Main outcome measures: The primary outcomes were implantation and live birth including odds ratios (ORs) from generalized estimating equation (GEE) models. Secondary outcomes were embryo morphology, euploidy and miscarriage. Exploratory outcomes included comparison between conventional methodology and artificial intelligence (AI) algorithm with areas under the ROC curves (AUCs), agreement degree between AI and embryologists, Cohen's Kappa coefficient and relative risk (RR).
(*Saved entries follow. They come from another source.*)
//! Remote call engine (SPEC_FULL.md §5.5 / spec.md §4.5).
//!
//! Writes a single trampoline block into the scratch page: a near `call`
//! to the resolved symbol, a breakpoint, and the NUL-terminated argument
//! string packed right after it. Resumes the target until it traps on the
//! breakpoint and reads the return value back. The trampoline shape and
//! `rel32` arithmetic follow `reverie`'s `remote.rs::patch_at`; the
//! call-target resolution follows `getenv.c`'s `compute_jmp`.

use libc::user_regs_struct;
use log::{debug, info};

use crate::error::EngineError;
use crate::ptrace_transport::DebugTransport;

/// `e8 <rel32>` (call, 5 bytes) followed by `cc` (int3, 1 byte); the name
/// string starts immediately after.
const HEADER_LEN: usize = 6;

/// Smallest power of two that is `>= n`.
fn next_pow2(n: usize) -> usize {
    let mut p = 1usize;
    while p < n {
        p <<= 1;
    }
    p
}

/// Encodes the full trampoline block, `call rel32; int3; <name>\0`,
/// padded to the next power of two, that when placed at `call_site`
/// transfers control to `target` with `var_name` staged right after the
/// breakpoint.
fn build_trampoline(call_site: u64, target: u64, var_name: &str) -> Result<Vec<u8>, EngineError> {
    let next_insn = call_site as i64 + 5; // `call rel32` is 5 bytes
    let delta = target as i64 - next_insn;
    let rel32 = i32::try_from(delta).map_err(|_| EngineError::Unreachable { delta })?;

    let block_len = next_pow2(HEADER_LEN + var_name.len() + 1);
    let mut buf = vec![0u8; block_len];
    buf[0] = 0xe8;
    buf[1..5].copy_from_slice(&rel32.to_le_bytes());
    buf[5] = 0xcc;
    buf[HEADER_LEN..HEADER_LEN + var_name.len()].copy_from_slice(var_name.as_bytes());
    Ok(buf)
}

/// Reads a NUL-terminated C string out of the target starting at `addr`,
/// one raw word at a time.
///
/// `getenv.c`'s original scan reads a word, then unconditionally advances
/// the cursor by the full word width regardless of where within that word
/// the terminator was found, so it always reads up to `WORD_SIZE - 1`
/// bytes past the true end of the string. This scans byte-by-byte within
/// each word and stops exactly at the terminator.
fn read_c_string(transport: &DebugTransport, addr: u64) -> Result<Vec<u8>, EngineError> {
    let mut out = Vec::new();
    let mut cursor = addr;
    loop {
        let word = transport.read_raw_word(cursor)?;
        let bytes = word.to_ne_bytes();
        for &b in bytes.iter() {
            if b == 0 {
                return Ok(out);
            }
            out.push(b);
        }
        cursor += bytes.len() as u64;
    }
}

/// Invokes the remote `getenv` for `var_name` and returns its result, or
/// `None` if the target's `getenv` itself returned `NULL`.
///
/// `scratch_addr` must point to at least [`crate::scratch::scratch_len`]
/// bytes of RWX memory in the target. `baseline` is the target's
/// pre-attach register state, used as the base for the call's working
/// registers; the caller is responsible for restoring the real baseline
/// afterward.
pub fn remote_lookup(
    transport: &DebugTransport,
    baseline: &user_regs_struct,
    scratch_addr: u64,
    getenv_addr: u64,
    var_name: &str,
) -> Result<Option<String>, EngineError> {
    let trampoline = build_trampoline(scratch_addr, getenv_addr, var_name)?;
    debug!(
        "trampoline: call {:#x} -> {:#x}, {} bytes, name {:?} at {:#x}",
        scratch_addr,
        getenv_addr,
        trampoline.len(),
        var_name,
        scratch_addr + HEADER_LEN as u64
    );
    transport.poke_text(scratch_addr, &trampoline, None)?;

    let name_addr = scratch_addr + HEADER_LEN as u64;

    let mut working = *baseline;
    working.rip = scratch_addr;
    working.rdi = name_addr;
    working.rsp &= !0xf; // maintain the ABI's 16-byte stack alignment at call sites
    working.rax = 0; // no vector-register arguments
    transport.set_regs(&working)?;

    info!("dispatching remote call to {:#x}", getenv_addr);
    transport.cont_until_trap()?;

    let after = transport.get_regs()?;
    let expected_trap = scratch_addr + 6; // one byte past the int3 at offset 5
    if after.rip != expected_trap {
        return Err(EngineError::ProtocolMismatch {
            expected: expected_trap,
            actual: after.rip,
        });
    }

    let result_ptr = after.rax;
    if result_ptr == 0 {
        info!("remote call returned NULL, variable is unset");
        return Ok(None);
    }

    let raw = read_c_string(transport, result_ptr)?;
    info!("remote call returned a {}-byte string at {:#x}", raw.len(), result_ptr);
    Ok(Some(String::from_utf8_lossy(&raw).into_owned()))
}

#[cfg(test)]
mod tests {
    use super::*;

    #[test]
    fn trampoline_encodes_forward_call() {
        let call_site = 0x1000u64;
        let target = 0x2000u64;
        let buf = build_trampoline(call_site, target, "FOO").unwrap();
        assert_eq!(buf[0], 0xe8);
        let rel32 = i32::from_le_bytes([buf[1], buf[2], buf[3], buf[4]]);
        assert_eq!(call_site as i64 + 5 + rel32 as i64, target as i64);
        assert_eq!(buf[5], 0xcc);
        assert_eq!(&buf[HEADER_LEN..HEADER_LEN + 3], b"FOO");
        assert_eq!(buf[HEADER_LEN + 3], 0);
    }

    #[test]
    fn trampoline_encodes_backward_call() {
        let call_site = 0x7f0000002000u64;
        let target = 0x7f0000001000u64;
        let buf = build_trampoline(call_site, target, "X").unwrap();
        let rel32 = i32::from_le_bytes([buf[1], buf[2], buf[3], buf[4]]);
        assert_eq!(call_site as i64 + 5 + rel32 as i64, target as i64);
    }

    #[test]
    fn rejects_out_of_range_displacement() {
        let call_site = 0u64;
        let target = 0x1_0000_0000u64;
        assert!(build_trampoline(call_site, target, "X").is_err());
    }

    #[test]
    fn block_length_is_a_power_of_two_and_a_word_multiple() {
        for name in ["", "A", "FOO", &"x".repeat(257)] {
            let buf = build_trampoline(0x1000, 0x2000, name).unwrap();
            assert!(buf.len().is_power_of_two());
            assert_eq!(buf.len() % 8, 0);
            assert!(buf.len() >= HEADER_LEN + name.len() + 1);
        }
    }
}
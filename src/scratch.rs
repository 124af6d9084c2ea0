//! Scratch allocator (SPEC_FULL.md §5.4 / spec.md §4.4).
//!
//! Obtains a page of remotely-executable scratch memory by driving the
//! target's own `mmap`/`munmap` through a synthesized two-instruction
//! `syscall; jmp *rax` stub written over the target's current `rip`,
//! single-stepped so control returns to us rather than running free. This
//! mirrors `getenv.c`'s `remote_mmap`/`remote_munmap`, and the stub shape
//! matches the `syscall;ret` sequences `reverie`'s `remote.rs` patches in
//! for its own remote syscalls.

use libc::{user_regs_struct, MAP_ANONYMOUS, MAP_PRIVATE, PROT_EXEC, PROT_READ, PROT_WRITE};
use log::{debug, info};

use crate::error::EngineError;
use crate::ptrace_transport::DebugTransport;

const SCRATCH_LEN: u64 = 4096;

/// `0f 05` (syscall) followed by `ff e0` (jmp *rax), padded to a full word
/// so the write obeys the word-alignment invariant.
const STUB: [u8; 8] = [0x0f, 0x05, 0xff, 0xe0, 0xcc, 0xcc, 0xcc, 0xcc];

/// Writes the `syscall; jmp *rax` prelude over `pc`, returning the bytes it
/// displaced so the caller can restore them afterward.
fn write_stub(transport: &DebugTransport, pc: u64) -> Result<Vec<u8>, EngineError> {
    let mut saved = Vec::new();
    transport.poke_text(pc, &STUB, Some(&mut saved))?;
    Ok(saved)
}

/// Restores the bytes `write_stub` displaced and reinstalls `baseline`'s
/// full register file.
fn restore_stub(
    transport: &DebugTransport,
    pc: u64,
    saved: &[u8],
    baseline: &user_regs_struct,
) -> Result<(), EngineError> {
    transport.poke_text(pc, saved, None)?;
    transport.set_regs(baseline)?;
    Ok(())
}

/// Maps `SCRATCH_LEN` bytes of RWX scratch space inside the target and
/// returns its address.
///
/// Runs the full two-instruction stub: the `syscall` performs `mmap`, and
/// once its return value has been checked for success, the `jmp *rax`
/// lands the target on the freshly mapped page, which is then verified
/// against the syscall's own return value.
pub fn acquire(transport: &DebugTransport, baseline: &user_regs_struct) -> Result<u64, EngineError> {
    let pc = baseline.rip;
    let saved = write_stub(transport, pc)?;

    let mut regs = *baseline;
    regs.rax = libc::SYS_mmap as u64;
    regs.rdi = 0; // let the kernel choose the address
    regs.rsi = SCRATCH_LEN;
    regs.rdx = (PROT_READ | PROT_WRITE | PROT_EXEC) as u64;
    regs.r10 = (MAP_PRIVATE | MAP_ANONYMOUS) as u64;
    regs.r8 = u64::MAX as u64; // fd: -1
    regs.r9 = 0;
    regs.rip = pc;
    transport.set_regs(&regs)?;
    debug!("remote mmap: running syscall stub at {:#x}", pc);
    transport.single_step()?; // executes `syscall`

    let after_syscall = transport.get_regs()?;
    let result = after_syscall.rax as i64;

    if result < 0 {
        restore_stub(transport, pc, &saved, baseline)?;
        return Err(EngineError::SyscallFailed {
            syscall: "mmap",
            result,
        });
    }

    transport.single_step()?; // executes `jmp *rax`, landing on the new page

    let after_jmp = transport.get_regs()?;
    if after_jmp.rip != result as u64 {
        restore_stub(transport, pc, &saved, baseline)?;
        return Err(EngineError::ProtocolMismatch {
            expected: result as u64,
            actual: after_jmp.rip,
        });
    }

    restore_stub(transport, pc, &saved, baseline)?;
    info!("scratch page acquired at {:#x}", result);
    Ok(result as u64)
}

/// Unmaps the scratch region acquired by [`acquire`].
///
/// Unlike `acquire`, this single-steps *only* the `syscall` instruction.
/// `munmap`'s return value lands in `rax` just like `mmap`'s did, but here
/// it is a bare status code (0 or a negative errno), not an address;
/// executing the stub's `jmp *rax` afterward would send the target
/// jumping into unmapped (or NULL) memory. `getenv.c`'s own
/// `getenv_process` never executes that second instruction for its
/// `munmap` call either, for the same reason.
pub fn release(
    transport: &DebugTransport,
    baseline: &user_regs_struct,
    scratch_addr: u64,
) -> Result<(), EngineError> {
    let pc = baseline.rip;
    let saved = write_stub(transport, pc)?;

    let mut regs = *baseline;
    regs.rax = libc::SYS_munmap as u64;
    regs.rdi = scratch_addr;
    regs.rsi = SCRATCH_LEN;
    regs.rip = pc;
    transport.set_regs(&regs)?;
    debug!("remote munmap: running syscall stub at {:#x} for page {:#x}", pc, scratch_addr);
    transport.single_step()?; // executes `syscall` only

    restore_stub(transport, pc, &saved, baseline)?;
    info!("scratch page {:#x} released", scratch_addr);
    Ok(())
}

pub const fn scratch_len() -> u64 {
    SCRATCH_LEN
}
Results: Implantation and live birth rates increased as the automatic embryo score rose. The GEE model, controlling for confounders, showed the automatic score was associated with an OR of 1.31 (95%CI[1.25-1.36]) for implantation in treatments using oocytes from patients, and an OR of 1.17 (95%CI[1.14-1.20]) in the oocyte donation program, with no significant association in PGT-A treatments. For live birth, the ORs were 1.27 (95%CI[1.21-1.33]) for patients, 1.16 (95%CI[1.13-1.19]) for donors, and 1.05 (95%CI[1-1.10]) for PGT-A cycles. The average score was higher in embryos with better morphology, in euploid embryos compared to aneuploid embryos, and in embryos that resulted in a full-term pregnancy compared to those that miscarried. Concordance between the highest-scoring embryo and the embryo with the best conventional morphology was 71.4%(95%CI[67.7%-75.0%]) in treatments with patient oocytes and 61.0%(95%CI[58.6%-63.4%]) in the oocyte donation program. Overall, the Cohen's Kappa coefficient was 0.63. The automatic embryo score showed similar AUCs to conventional morphology, although implantation was higher when the transferred embryo matched the highest-scoring embryo from each cohort (57.36% vs. 49.98%). RR indicated a 1.14-fold increase in implantation likelihood when the top-ranked embryo was transferred.
Conclusion: Fully automated embryo scoring effectively ranked embryos based on their potential for implantation and live birth. The performance of the conventional methodology was comparable to that of the artificial intelligence-based technology; however, better clinical outcomes were observed when the highest-scoring embryo in the cohort was transferred.